According to the “The Business Impact of Big Data” report conducted by Kelton Research, on behalf of technology services provider Avanade, over 65 per cent of UK C-level executives, IT decision makers and business unit leaders report they are overwhelmed by the amount of data their company manages.
Many report they are often delayed in making important decisions as a result of too much information, or have avoided working with colleagues because of the threat of additional data.
Four out of ten (39 per cent) UK reported that they "dread" collaborating with people because of the amount of time and energy it wastes due to the data deluge.
“Data overload should not be an excuse for avoiding collaboration,” said Michael Isaac, UK information and collaboration lead at Avanade. “Companies must develop a data culture where executives, employees and strategic partners are active participants in managing a meaningful data lifecycle, turning data into actionable business insights instead of overwhelming clutter.”
Despite the challenges created by the proliferation of data, executives report they desire more data and they want it faster.
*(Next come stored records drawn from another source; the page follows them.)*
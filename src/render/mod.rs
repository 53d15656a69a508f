mod camera;
mod color;
mod headless_host;
mod theme;

pub use camera::{Camera, OrbitControls};
pub use color::Color;
pub use headless_host::HeadlessHost;
pub use theme::{THEME_FALLBACK_COLOR, Theme};

use nalgebra::Point3;

use crate::core::{BoundingVolume, Viewport};
use crate::error::ChartResult;

/// Contract implemented by the 3D scene that hosts the coordinate system.
///
/// The host owns the viewport, camera, orbit controls and the group node the
/// coordinate system is placed in. The coordinate system only reads the base
/// box and drives camera, orbit target and group placement through this trait.
pub trait SceneHost {
    fn viewport(&self) -> Viewport;

    /// Applies a new viewport size, including the camera aspect ratio.
    fn resize(&mut self, viewport: Viewport) -> ChartResult<()>;

    /// World-space box available to the coordinate system's group.
    fn base_bounding_box(&self) -> BoundingVolume;

    fn camera(&self) -> &Camera;

    fn camera_mut(&mut self) -> &mut Camera;

    fn orbit(&self) -> &OrbitControls;

    fn orbit_mut(&mut self) -> &mut OrbitControls;

    fn theme(&self) -> &Theme;

    fn group_position(&self) -> Point3<f64>;

    fn set_group_position(&mut self, position: Point3<f64>);
}
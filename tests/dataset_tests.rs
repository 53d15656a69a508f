use chart3d_rs::core::{AxisValue, DataSet};
use serde_json::json;

#[test]
fn matrix_rows_become_columns() {
    let rows = vec![
        vec![json!("year"), json!("sales")],
        vec![json!("2016"), json!(111)],
        vec![json!("2017"), json!(95.5)],
    ];
    let data = DataSet::from_matrix(&rows).expect("matrix");

    assert_eq!(data.field_names().collect::<Vec<_>>(), vec!["year", "sales"]);
    assert_eq!(
        data.column("year").expect("year"),
        &[AxisValue::from("2016"), AxisValue::from("2017")]
    );
    assert_eq!(
        data.column("sales").expect("sales"),
        &[AxisValue::from(111.0), AxisValue::from(95.5)]
    );
}

#[test]
fn matrix_rejects_non_string_header_and_long_rows() {
    let bad_header = vec![vec![json!(1), json!("sales")]];
    assert!(DataSet::from_matrix(&bad_header).is_err());

    let long_row = vec![vec![json!("year")], vec![json!("2016"), json!(1)]];
    assert!(DataSet::from_matrix(&long_row).is_err());
}

#[test]
fn records_skip_null_cells() {
    let records = vec![
        json!({"year": "2016", "sales": 10}),
        json!({"year": "2017", "sales": null}),
    ];
    let data = DataSet::from_records(&records).expect("records");
    assert_eq!(data.column("sales").expect("sales").len(), 1);
    assert_eq!(data.column("year").expect("year").len(), 2);
}

#[test]
fn json_input_accepts_both_shapes() {
    let matrix = DataSet::from_json_str(r#"[["a","b"],[1,2],[3,4]]"#).expect("matrix json");
    let records = DataSet::from_json_str(r#"[{"a":1,"b":2},{"a":3,"b":4}]"#).expect("records json");
    assert_eq!(matrix, records);

    assert!(DataSet::from_json_str(r#"{"a":1}"#).is_err());
    assert!(DataSet::from_json_str("[]").expect("empty").is_empty());
}

#[test]
fn collect_fields_concatenates_in_field_order() {
    let data = DataSet::new()
        .with_column("a", [AxisValue::from(1), AxisValue::from(2)])
        .with_column("b", [AxisValue::from(3)]);
    let fields = vec!["b".to_owned(), "missing".to_owned(), "a".to_owned()];
    assert_eq!(
        data.collect_fields(&fields),
        vec![AxisValue::from(3), AxisValue::from(1), AxisValue::from(2)]
    );
}

#[test]
fn boolean_cells_are_kept_as_labels() {
    let data = DataSet::from_json_str(r#"[["flag"],[true]]"#).expect("json");
    assert_eq!(data.column("flag").expect("flag"), &[AxisValue::from("true")]);
}
mod axis_config;
mod axis_config_builder;
mod chart_options;
mod coordinate_system;
mod validation;
mod y_axis_reconciler;

pub use axis_config::{
    AxisConfig, AxisConfigReport, AxisConfigSet, AxisId, ConfigProblem, DEFAULT_Y_AXIS_NAME,
};
pub use axis_config_builder::build_axis_configs;
pub use chart_options::{
    AxisOptions, ChartOptions, CoordOptions, FieldBinding, GraphOptions,
    PEAK_FORCING_GRAPH_KINDS,
};
pub use coordinate_system::{CoordinateSystem, YAxis};
pub use y_axis_reconciler::{max_segment_count, reconcile_y_axes, uniform_section};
Nearly a third of executives (29 percent) believe access to even more sources of data would enable them to do their job better, while 55 percent say they still want faster access to data.
According to the survey, this desire for more data and need for speed is driven by the ability to keep up with customer service expectations.
In addition, newer sources of data are increasingly coming to the forefront, as 42 percent reported that they were able to use instant messaging for business purposes, while just over a quarter (26 percent) reported the use of Facebook or equivalents for business purposes.
The survey also reveals a big "data disconnect". Despite the increasing volume of data, pressure to keep up with customer expectations and focus on technology investments, today’s companies are still struggling to see data as a driver of real business value.
On the one hand, executives surveyed say there is value in the data. On the other hand, less than half (39 per cent) view the available sources of data as a strategic differentiator for their organisation.